**INPUT:**

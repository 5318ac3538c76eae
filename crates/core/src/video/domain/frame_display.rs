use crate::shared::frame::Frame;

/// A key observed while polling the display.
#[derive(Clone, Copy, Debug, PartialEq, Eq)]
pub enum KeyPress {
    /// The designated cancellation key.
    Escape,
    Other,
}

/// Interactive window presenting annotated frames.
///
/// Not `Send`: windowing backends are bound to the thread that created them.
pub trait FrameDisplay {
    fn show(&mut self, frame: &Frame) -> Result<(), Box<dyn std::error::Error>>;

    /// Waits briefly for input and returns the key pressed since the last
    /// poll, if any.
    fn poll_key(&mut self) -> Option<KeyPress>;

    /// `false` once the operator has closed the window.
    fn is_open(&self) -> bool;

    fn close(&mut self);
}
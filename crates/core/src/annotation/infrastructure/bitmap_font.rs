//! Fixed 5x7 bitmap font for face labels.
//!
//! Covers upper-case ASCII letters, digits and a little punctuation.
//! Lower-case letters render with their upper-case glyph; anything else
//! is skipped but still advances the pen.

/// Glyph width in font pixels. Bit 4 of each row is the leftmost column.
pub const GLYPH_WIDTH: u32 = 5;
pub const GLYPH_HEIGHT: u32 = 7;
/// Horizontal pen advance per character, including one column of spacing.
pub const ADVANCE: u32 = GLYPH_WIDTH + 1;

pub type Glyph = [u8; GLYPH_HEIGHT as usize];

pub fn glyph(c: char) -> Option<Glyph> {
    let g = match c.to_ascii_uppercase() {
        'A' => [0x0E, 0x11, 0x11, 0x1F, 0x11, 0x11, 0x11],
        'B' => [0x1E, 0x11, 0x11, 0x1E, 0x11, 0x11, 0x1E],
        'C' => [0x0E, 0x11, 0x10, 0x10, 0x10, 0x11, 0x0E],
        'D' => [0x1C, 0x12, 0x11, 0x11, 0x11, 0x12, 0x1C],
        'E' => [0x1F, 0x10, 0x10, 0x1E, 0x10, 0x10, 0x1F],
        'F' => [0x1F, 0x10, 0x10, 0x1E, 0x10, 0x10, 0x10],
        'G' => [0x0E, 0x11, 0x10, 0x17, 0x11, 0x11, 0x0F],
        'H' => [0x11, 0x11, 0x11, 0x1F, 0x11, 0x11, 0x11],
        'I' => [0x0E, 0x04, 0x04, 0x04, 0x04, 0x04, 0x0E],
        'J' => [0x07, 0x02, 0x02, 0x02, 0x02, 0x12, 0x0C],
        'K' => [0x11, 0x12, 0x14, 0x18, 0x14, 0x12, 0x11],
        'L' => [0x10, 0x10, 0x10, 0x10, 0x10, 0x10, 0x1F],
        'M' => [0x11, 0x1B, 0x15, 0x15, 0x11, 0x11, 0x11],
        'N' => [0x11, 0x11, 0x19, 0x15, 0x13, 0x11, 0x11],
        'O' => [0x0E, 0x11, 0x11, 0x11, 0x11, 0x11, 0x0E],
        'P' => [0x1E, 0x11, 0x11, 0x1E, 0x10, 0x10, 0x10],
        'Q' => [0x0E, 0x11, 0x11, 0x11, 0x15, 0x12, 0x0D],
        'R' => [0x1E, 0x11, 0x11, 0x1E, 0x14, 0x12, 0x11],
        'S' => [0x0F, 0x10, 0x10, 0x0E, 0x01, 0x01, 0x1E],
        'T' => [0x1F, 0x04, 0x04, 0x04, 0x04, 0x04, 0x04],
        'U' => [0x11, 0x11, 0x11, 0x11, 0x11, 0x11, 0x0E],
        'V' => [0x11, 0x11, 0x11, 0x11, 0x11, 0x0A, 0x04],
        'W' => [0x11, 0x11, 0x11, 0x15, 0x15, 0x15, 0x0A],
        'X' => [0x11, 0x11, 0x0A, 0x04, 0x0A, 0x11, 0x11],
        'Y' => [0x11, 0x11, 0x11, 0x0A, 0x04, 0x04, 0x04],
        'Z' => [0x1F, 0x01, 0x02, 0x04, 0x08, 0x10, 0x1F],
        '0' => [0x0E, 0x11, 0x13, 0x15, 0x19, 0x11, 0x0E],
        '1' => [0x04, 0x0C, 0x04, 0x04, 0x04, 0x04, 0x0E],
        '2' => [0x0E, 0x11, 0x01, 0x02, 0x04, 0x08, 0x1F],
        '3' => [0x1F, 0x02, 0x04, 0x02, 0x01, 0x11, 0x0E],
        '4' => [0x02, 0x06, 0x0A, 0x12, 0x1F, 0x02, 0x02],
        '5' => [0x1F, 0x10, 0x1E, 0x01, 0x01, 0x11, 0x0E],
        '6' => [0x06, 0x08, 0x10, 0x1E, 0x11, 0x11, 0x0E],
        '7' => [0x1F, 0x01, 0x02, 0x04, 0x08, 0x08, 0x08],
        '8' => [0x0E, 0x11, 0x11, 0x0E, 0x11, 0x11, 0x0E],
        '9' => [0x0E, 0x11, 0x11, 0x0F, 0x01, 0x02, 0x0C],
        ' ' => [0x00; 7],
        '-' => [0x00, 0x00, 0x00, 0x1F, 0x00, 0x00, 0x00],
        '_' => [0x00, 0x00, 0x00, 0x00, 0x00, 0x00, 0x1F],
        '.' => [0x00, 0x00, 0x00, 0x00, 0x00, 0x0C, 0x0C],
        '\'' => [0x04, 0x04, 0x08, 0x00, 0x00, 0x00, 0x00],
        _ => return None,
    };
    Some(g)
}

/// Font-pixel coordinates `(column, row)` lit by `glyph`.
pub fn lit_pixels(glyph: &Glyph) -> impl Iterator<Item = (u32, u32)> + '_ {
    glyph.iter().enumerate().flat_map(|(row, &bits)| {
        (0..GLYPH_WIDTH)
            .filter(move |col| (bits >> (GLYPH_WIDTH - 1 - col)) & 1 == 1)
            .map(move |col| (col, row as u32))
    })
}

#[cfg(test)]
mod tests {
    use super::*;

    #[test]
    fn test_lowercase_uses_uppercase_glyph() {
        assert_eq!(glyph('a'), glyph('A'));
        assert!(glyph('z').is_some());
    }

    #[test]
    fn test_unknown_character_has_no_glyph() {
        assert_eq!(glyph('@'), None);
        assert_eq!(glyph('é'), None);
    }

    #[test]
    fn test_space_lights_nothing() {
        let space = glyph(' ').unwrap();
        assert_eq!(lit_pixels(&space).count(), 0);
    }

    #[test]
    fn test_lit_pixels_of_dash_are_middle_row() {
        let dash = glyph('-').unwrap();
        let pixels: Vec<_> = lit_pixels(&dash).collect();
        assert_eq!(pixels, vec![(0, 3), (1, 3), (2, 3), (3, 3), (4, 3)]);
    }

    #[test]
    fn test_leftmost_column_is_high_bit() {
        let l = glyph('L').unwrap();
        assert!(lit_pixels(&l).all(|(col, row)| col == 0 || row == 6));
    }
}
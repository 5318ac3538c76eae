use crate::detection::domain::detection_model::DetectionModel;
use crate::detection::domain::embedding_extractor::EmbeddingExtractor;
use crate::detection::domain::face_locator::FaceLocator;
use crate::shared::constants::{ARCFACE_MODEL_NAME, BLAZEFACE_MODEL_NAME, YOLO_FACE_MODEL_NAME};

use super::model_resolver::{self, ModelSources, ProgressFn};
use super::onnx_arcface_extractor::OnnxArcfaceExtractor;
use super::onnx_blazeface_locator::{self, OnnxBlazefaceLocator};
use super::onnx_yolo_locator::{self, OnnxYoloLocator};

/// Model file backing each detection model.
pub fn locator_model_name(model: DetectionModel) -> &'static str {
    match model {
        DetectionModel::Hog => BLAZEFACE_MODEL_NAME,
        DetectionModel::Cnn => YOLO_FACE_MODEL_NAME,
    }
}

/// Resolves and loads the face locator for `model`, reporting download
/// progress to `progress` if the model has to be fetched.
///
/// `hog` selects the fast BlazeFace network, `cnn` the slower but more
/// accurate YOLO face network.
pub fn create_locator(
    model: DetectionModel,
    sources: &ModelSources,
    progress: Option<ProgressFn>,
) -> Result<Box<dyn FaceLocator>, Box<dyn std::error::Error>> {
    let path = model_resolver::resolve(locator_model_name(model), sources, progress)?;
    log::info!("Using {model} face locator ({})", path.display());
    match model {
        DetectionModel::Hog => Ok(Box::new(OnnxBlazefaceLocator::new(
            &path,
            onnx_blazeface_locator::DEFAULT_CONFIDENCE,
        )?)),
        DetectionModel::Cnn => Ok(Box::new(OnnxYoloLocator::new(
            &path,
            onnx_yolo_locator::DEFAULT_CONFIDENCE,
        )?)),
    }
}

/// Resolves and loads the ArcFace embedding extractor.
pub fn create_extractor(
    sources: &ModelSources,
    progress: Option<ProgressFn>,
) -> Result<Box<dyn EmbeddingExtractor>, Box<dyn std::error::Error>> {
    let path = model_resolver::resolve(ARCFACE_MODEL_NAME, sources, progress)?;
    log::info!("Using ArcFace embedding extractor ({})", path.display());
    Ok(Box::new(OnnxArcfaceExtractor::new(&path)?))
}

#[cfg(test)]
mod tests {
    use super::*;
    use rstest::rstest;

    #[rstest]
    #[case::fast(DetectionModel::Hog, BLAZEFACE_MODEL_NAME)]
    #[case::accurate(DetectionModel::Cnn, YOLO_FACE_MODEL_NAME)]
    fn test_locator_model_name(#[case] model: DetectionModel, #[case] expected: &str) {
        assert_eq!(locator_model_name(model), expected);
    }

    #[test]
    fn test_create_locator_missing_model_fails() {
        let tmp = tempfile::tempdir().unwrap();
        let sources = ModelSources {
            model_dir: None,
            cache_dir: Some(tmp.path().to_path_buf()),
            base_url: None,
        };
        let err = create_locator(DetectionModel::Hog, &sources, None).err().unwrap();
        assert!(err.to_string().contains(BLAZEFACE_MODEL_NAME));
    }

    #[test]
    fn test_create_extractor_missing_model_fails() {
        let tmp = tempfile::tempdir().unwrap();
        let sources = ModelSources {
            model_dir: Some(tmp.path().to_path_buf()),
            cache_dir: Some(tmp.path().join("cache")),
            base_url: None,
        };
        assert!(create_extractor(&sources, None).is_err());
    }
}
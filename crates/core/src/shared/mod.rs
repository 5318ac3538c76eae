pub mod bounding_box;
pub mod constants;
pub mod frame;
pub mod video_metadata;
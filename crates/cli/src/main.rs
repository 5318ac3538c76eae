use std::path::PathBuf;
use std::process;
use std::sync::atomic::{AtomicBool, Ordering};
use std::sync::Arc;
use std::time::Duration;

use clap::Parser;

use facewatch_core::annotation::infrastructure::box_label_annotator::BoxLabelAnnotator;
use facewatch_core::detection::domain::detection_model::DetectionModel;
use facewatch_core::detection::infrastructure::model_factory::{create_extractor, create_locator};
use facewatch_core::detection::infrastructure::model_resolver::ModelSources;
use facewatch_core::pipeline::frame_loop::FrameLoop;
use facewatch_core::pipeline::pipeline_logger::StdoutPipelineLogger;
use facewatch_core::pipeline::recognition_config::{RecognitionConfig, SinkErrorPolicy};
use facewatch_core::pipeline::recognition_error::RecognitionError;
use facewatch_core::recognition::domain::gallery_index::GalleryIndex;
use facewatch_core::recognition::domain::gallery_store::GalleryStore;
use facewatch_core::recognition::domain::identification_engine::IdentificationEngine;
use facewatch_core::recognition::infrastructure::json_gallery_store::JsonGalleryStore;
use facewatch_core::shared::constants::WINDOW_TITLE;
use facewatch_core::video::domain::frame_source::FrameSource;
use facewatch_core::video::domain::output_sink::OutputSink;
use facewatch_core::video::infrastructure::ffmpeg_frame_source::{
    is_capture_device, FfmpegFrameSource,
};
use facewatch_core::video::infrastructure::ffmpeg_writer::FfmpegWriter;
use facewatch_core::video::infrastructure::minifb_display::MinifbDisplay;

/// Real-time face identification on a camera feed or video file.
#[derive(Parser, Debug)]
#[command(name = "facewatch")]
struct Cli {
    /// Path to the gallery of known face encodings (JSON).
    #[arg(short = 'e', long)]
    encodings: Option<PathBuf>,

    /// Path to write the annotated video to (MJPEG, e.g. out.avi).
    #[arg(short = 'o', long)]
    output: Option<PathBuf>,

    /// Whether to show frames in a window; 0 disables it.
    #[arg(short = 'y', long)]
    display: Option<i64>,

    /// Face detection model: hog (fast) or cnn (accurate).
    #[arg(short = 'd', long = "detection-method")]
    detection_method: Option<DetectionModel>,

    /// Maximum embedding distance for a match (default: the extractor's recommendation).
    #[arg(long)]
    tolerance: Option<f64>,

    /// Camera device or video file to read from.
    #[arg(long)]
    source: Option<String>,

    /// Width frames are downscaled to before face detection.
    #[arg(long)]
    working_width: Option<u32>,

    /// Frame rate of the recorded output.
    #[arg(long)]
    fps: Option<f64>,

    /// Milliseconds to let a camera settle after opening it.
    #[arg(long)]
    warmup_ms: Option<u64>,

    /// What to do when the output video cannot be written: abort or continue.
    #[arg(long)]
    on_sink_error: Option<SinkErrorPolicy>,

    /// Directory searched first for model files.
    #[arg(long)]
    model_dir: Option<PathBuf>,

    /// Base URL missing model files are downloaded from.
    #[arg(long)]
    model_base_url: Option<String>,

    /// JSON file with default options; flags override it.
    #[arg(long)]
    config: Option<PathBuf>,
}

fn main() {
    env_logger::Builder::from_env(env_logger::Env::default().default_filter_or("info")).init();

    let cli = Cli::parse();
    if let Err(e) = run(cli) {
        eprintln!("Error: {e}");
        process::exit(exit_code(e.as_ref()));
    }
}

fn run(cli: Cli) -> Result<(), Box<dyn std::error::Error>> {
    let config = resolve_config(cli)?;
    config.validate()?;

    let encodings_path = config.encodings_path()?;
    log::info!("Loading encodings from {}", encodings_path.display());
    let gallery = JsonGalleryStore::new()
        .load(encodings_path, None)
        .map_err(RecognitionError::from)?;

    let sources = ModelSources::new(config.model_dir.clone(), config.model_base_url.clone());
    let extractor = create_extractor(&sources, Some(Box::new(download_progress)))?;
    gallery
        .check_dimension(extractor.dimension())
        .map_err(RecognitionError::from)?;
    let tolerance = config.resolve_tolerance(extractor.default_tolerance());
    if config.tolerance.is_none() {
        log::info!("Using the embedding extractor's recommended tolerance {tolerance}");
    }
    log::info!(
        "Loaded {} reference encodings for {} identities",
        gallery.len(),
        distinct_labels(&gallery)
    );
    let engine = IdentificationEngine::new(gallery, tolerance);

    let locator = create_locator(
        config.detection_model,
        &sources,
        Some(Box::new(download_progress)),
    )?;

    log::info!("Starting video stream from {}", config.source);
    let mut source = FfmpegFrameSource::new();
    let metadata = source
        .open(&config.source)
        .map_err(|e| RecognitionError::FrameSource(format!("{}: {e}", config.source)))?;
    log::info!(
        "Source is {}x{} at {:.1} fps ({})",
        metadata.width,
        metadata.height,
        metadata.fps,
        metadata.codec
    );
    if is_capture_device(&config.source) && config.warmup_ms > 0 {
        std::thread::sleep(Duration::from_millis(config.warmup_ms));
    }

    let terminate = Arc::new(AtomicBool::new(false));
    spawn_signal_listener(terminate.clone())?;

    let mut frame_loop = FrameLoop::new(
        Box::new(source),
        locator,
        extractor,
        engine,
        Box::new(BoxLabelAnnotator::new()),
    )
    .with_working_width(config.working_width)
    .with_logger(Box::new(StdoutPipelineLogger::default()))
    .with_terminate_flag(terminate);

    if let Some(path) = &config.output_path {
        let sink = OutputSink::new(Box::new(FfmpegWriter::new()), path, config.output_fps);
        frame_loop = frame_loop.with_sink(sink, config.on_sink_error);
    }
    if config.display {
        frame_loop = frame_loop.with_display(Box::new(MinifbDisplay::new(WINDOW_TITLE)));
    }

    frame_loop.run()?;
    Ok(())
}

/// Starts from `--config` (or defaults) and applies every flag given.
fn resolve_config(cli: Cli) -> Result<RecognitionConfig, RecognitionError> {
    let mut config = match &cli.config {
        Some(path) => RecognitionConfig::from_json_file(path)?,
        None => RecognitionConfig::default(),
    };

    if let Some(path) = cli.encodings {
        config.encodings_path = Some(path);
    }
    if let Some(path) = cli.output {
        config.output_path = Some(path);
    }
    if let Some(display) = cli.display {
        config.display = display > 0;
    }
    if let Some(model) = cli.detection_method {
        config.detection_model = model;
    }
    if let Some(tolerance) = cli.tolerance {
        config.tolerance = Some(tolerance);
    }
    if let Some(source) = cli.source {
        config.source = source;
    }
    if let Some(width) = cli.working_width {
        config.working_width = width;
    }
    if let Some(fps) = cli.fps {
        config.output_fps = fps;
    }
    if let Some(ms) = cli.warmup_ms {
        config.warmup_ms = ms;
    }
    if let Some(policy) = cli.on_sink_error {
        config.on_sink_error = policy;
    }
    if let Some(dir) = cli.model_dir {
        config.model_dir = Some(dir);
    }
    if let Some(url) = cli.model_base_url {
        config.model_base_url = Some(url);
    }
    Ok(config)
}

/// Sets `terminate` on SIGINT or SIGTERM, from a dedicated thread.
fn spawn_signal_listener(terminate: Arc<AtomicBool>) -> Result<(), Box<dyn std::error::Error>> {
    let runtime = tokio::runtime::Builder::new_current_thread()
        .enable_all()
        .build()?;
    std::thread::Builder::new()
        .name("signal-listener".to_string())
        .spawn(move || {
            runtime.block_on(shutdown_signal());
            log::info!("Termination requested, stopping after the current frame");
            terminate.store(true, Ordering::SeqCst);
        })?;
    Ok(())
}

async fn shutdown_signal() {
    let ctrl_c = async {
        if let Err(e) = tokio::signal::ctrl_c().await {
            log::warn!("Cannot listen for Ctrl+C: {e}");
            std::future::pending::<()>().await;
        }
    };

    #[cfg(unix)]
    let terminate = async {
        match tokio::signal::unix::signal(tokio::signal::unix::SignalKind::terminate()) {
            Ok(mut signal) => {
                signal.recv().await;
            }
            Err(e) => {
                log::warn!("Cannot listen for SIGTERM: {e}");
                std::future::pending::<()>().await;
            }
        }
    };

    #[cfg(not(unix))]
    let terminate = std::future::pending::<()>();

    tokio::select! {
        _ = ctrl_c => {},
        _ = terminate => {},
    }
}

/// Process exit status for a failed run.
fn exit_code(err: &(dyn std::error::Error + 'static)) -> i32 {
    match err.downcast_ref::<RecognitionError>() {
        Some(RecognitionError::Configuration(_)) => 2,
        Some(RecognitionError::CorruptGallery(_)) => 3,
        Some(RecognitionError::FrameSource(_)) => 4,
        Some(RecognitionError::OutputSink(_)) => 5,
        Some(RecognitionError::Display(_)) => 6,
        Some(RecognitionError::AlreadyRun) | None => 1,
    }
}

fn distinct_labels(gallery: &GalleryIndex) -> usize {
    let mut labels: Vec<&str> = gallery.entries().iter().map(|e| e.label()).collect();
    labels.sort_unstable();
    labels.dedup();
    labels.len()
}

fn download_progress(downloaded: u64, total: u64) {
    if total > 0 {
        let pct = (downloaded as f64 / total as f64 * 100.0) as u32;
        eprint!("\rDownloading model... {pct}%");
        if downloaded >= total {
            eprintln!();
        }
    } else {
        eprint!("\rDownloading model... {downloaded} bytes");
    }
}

**AIM OF THE TASK:** Among the lines of the data above, find those with the word "future" and show them.

**ANSWER TO THIS TASK:**
            std::future::pending::<()>().await;
                std::future::pending::<()>().await;
    let terminate = std::future::pending::<()>();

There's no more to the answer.